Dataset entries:
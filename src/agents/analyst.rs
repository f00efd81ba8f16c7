use crate::agents::{Agent, AgentBase};
use crate::db::Store;
use crate::llm::{CompletionClient, ResponseFormat};
use crate::types::{AgentContext, AgentInput, AgentType, AppError, AthleteProfile, Result};
use crate::utils::config::AgentConfig;
use async_trait::async_trait;
use serde::{Deserialize, Serialize};
use serde_json::json;
use std::sync::Arc;

/// Balanced temperature: helpful but consistent advice.
pub const ANALYST_TEMPERATURE: f64 = 0.7;

/// Methodology name plus knowledge base, as injected into the coaching
/// prompt. Empty when the athlete has no methodology or the row is gone.
#[derive(Debug, Clone, Default, Serialize, Deserialize)]
pub struct MethodologyKnowledge {
    pub methodology_name: String,
    pub knowledge_base: serde_json::Value,
}

impl MethodologyKnowledge {
    fn is_empty(&self) -> bool {
        self.methodology_name.is_empty()
    }
}

/// Analyst/mentor agent: read-only coaching with methodology knowledge
/// retrieval. It answers technique, injury, and motivation questions and
/// must never mutate a program.
pub struct AnalystMentorAgent {
    base: AgentBase,
}

impl AnalystMentorAgent {
    pub fn new(llm: Arc<dyn CompletionClient>, store: Arc<dyn Store>) -> Self {
        Self {
            base: AgentBase::new(llm, store, ANALYST_TEMPERATURE),
        }
    }

    /// Construct with the deployment's agent settings instead of the
    /// compiled-in defaults.
    pub fn configured(
        llm: Arc<dyn CompletionClient>,
        store: Arc<dyn Store>,
        settings: &AgentConfig,
    ) -> Self {
        Self {
            base: AgentBase::new(llm, store, settings.analyst_temperature)
                .with_max_retries(settings.max_retries),
        }
    }

    /// Answer a coaching question as free text.
    pub async fn advise(
        &self,
        message: &str,
        profile: Option<&AthleteProfile>,
    ) -> Result<String> {
        if message.trim().is_empty() {
            return Err(AppError::InvalidInput("message must not be empty".to_string()));
        }

        tracing::info!(
            user_id = profile.map(|p| p.id.as_str()).unwrap_or("unknown"),
            "processing analyst query"
        );

        let knowledge = match profile.and_then(|p| p.methodology_id.as_deref()) {
            Some(id) => self.load_methodology_knowledge(id).await?,
            None => MethodologyKnowledge::default(),
        };

        let system_prompt = build_system_prompt(&knowledge);
        let user_prompt = build_user_prompt(message, profile);

        let response = self
            .base
            .call_model(&system_prompt, &user_prompt, &ResponseFormat::Text)
            .await?;

        tracing::info!(chars = response.len(), "analyst response generated");
        Ok(response)
    }

    /// Look up the methodology's knowledge base. A missing row degrades to
    /// empty knowledge rather than failing: advice can stand without it.
    async fn load_methodology_knowledge(
        &self,
        methodology_id: &str,
    ) -> Result<MethodologyKnowledge> {
        let cache_key = format!("methodology_kb_{}", methodology_id);
        if let Some(cached) = self.base.cache_get::<MethodologyKnowledge>(&cache_key) {
            tracing::debug!(methodology_id, "methodology knowledge loaded from cache");
            return Ok(cached);
        }

        let Some(methodology) = self.base.store().get_methodology(methodology_id).await? else {
            tracing::warn!(methodology_id, "methodology not found");
            return Ok(MethodologyKnowledge::default());
        };

        let knowledge = MethodologyKnowledge {
            methodology_name: methodology.name,
            knowledge_base: methodology.knowledge_base,
        };
        self.base.cache_set(&cache_key, &knowledge);
        tracing::debug!(methodology_id, "methodology knowledge loaded from store");
        Ok(knowledge)
    }
}

fn build_system_prompt(knowledge: &MethodologyKnowledge) -> String {
    let methodology_name = if knowledge.is_empty() {
        "Unknown"
    } else {
        &knowledge.methodology_name
    };

    let mut prompt = format!(
        "You are an expert powerlifting coach and mentor for IronPath AI.\n\n\
         Your role is to provide:\n\
         1. Technique advice (form, cues, movement patterns)\n\
         2. Injury prevention guidance\n\
         3. Weak point analysis and strategies\n\
         4. Exercise substitutions and alternatives\n\
         5. Motivation and mental coaching support\n\n\
         **CRITICAL: You are READ-ONLY. You CANNOT modify training programs.**\n\
         If the user wants to change their program, direct them to use the feedback \
         system or program regeneration.\n\n\
         **ATHLETE'S METHODOLOGY:** {}\n",
        methodology_name
    );

    if !knowledge.is_empty() && !knowledge.knowledge_base.is_null() {
        prompt.push_str(&format!(
            "\n**METHODOLOGY KNOWLEDGE BASE:**\n{}\n",
            serde_json::to_string_pretty(&knowledge.knowledge_base)
                .unwrap_or_else(|_| knowledge.knowledge_base.to_string())
        ));
    }

    prompt.push_str(
        "\n**Guidelines:**\n\
         - Provide specific, actionable advice\n\
         - Reference powerlifting science and best practices\n\
         - Be encouraging but realistic\n\
         - If you don't know something, say so\n\
         - Always prioritize safety and injury prevention\n\
         - Tailor advice to the athlete's methodology when relevant\n\n\
         Respond in a conversational, supportive tone as if you're a knowledgeable coach.\n",
    );

    prompt
}

fn build_user_prompt(message: &str, profile: Option<&AthleteProfile>) -> String {
    let mut prompt = format!("User question: {}", message);

    if let Some(p) = profile {
        let weak_points = if p.weak_points.is_empty() {
            "None specified".to_string()
        } else {
            p.weak_points.join(", ")
        };
        let unit = p.biometrics.unit.as_str();
        prompt.push_str(&format!(
            "\n\nAthlete context:\n\
             - Training age: {}\n\
             - Weak points: {}\n\
             - 1RMs: Squat {}{unit}, Bench {}{unit}, Deadlift {}{unit}\n",
            p.training_age.as_str(),
            weak_points,
            p.one_rep_max.squat,
            p.one_rep_max.bench,
            p.one_rep_max.deadlift,
        ));
    }

    prompt
}

#[async_trait]
impl Agent for AnalystMentorAgent {
    fn agent_type(&self) -> AgentType {
        AgentType::AnalystMentor
    }

    fn system_prompt(&self, _context: &AgentContext) -> String {
        build_system_prompt(&MethodologyKnowledge::default())
    }

    async fn process(
        &self,
        input: &AgentInput,
        context: &AgentContext,
    ) -> Result<serde_json::Value> {
        let response = self.advise(&input.message, context.profile.as_ref()).await?;
        Ok(json!({
            "response": response,
            "agentType": AgentType::AnalystMentor.as_str(),
        }))
    }
}

#[cfg(test)]
mod tests {
    use super::*;
    use crate::db::traits::MockStore;
    use crate::types::{Biometrics, Methodology, OneRepMax, Sex, TrainingAge, Unit};
    use crate::types::EquipmentAccess;
    use parking_lot::Mutex;

    struct RecordingClient {
        response: String,
        last_system: Mutex<String>,
    }

    impl RecordingClient {
        fn new(response: &str) -> Self {
            Self {
                response: response.to_string(),
                last_system: Mutex::new(String::new()),
            }
        }
    }

    #[async_trait]
    impl CompletionClient for RecordingClient {
        async fn complete(
            &self,
            system: &str,
            _user: &str,
            _temperature: f64,
            format: &ResponseFormat,
        ) -> Result<String> {
            assert!(matches!(format, ResponseFormat::Text), "analyst is free-text");
            *self.last_system.lock() = system.to_string();
            Ok(self.response.clone())
        }

        fn model_name(&self) -> &str {
            "canned-test-model"
        }
    }

    fn profile_with_methodology(methodology_id: Option<&str>) -> AthleteProfile {
        AthleteProfile {
            id: "athlete-1".to_string(),
            name: "Test Lifter".to_string(),
            biometrics: Biometrics {
                bodyweight: 82.5,
                unit: Unit::Kg,
                sex: Sex::Female,
                age: 31,
            },
            one_rep_max: OneRepMax {
                squat: 140.0,
                bench: 82.5,
                deadlift: 170.0,
            },
            training_age: TrainingAge::Intermediate,
            weak_points: vec!["bench_lockout".to_string()],
            equipment_access: EquipmentAccess::Commercial,
            preferred_session_length: 75,
            methodology_id: methodology_id.map(|s| s.to_string()),
            competition_date: None,
        }
    }

    #[tokio::test]
    async fn prompt_carries_read_only_contract_and_knowledge() {
        let mut store = MockStore::new();
        store.expect_get_methodology().returning(|id| {
            Ok(Some(Methodology {
                id: id.to_string(),
                name: "Westside Conjugate".to_string(),
                description: "test".to_string(),
                category: "advanced".to_string(),
                prompt_template: "unused here".to_string(),
                programming_rules: json!({}),
                knowledge_base: json!({"max_effort": "rotate weekly"}),
            }))
        });

        let client = Arc::new(RecordingClient::new("Keep your elbows tucked."));
        let agent = AnalystMentorAgent::new(client.clone(), Arc::new(store));

        let answer = agent
            .advise(
                "How do I fix my bench lockout?",
                Some(&profile_with_methodology(Some("westside_conjugate"))),
            )
            .await
            .unwrap();

        assert_eq!(answer, "Keep your elbows tucked.");
        let system = client.last_system.lock().clone();
        assert!(system.contains("READ-ONLY"));
        assert!(system.contains("Westside Conjugate"));
        assert!(system.contains("max_effort"));
    }

    #[tokio::test]
    async fn missing_methodology_degrades_to_empty_knowledge() {
        let mut store = MockStore::new();
        store.expect_get_methodology().returning(|_| Ok(None));

        let client = Arc::new(RecordingClient::new("Advice without knowledge."));
        let agent = AnalystMentorAgent::new(client.clone(), Arc::new(store));

        let answer = agent
            .advise(
                "Should I deload?",
                Some(&profile_with_methodology(Some("gone_methodology"))),
            )
            .await
            .unwrap();

        assert_eq!(answer, "Advice without knowledge.");
        let system = client.last_system.lock().clone();
        assert!(system.contains("**ATHLETE'S METHODOLOGY:** Unknown"));
        assert!(!system.contains("METHODOLOGY KNOWLEDGE BASE"));
    }

    #[tokio::test]
    async fn no_profile_skips_the_store_entirely() {
        // MockStore with no expectations panics if touched.
        let store = MockStore::new();
        let client = Arc::new(RecordingClient::new("General advice."));
        let agent = AnalystMentorAgent::new(client, Arc::new(store));

        let answer = agent.advise("What is RPE?", None).await.unwrap();
        assert_eq!(answer, "General advice.");
    }

    #[tokio::test]
    async fn empty_message_is_rejected() {
        let agent = AnalystMentorAgent::new(
            Arc::new(RecordingClient::new("unused")),
            Arc::new(MockStore::new()),
        );
        let err = agent.advise("   ", None).await.unwrap_err();
        assert_eq!(err.code(), "INVALID_INPUT");
    }

    #[tokio::test]
    async fn knowledge_lookup_is_cached() {
        let mut store = MockStore::new();
        store
            .expect_get_methodology()
            .times(1)
            .returning(|id| {
                Ok(Some(Methodology {
                    id: id.to_string(),
                    name: "Linear Progression".to_string(),
                    description: "test".to_string(),
                    category: "beginner".to_string(),
                    prompt_template: "unused".to_string(),
                    programming_rules: json!({}),
                    knowledge_base: json!({"progression": "add 2.5kg"}),
                }))
            });

        let agent = AnalystMentorAgent::new(
            Arc::new(RecordingClient::new("ok")),
            Arc::new(store),
        );
        let profile = profile_with_methodology(Some("linear_progression"));

        agent.advise("First question", Some(&profile)).await.unwrap();
        agent.advise("Second question", Some(&profile)).await.unwrap();
    }
}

_Instructions to follow:_
Go through the records and pull out each line that includes the word "Deserialize".

_Answer space:_
use serde::{Deserialize, Serialize};
#[derive(Debug, Clone, Default, Serialize, Deserialize)]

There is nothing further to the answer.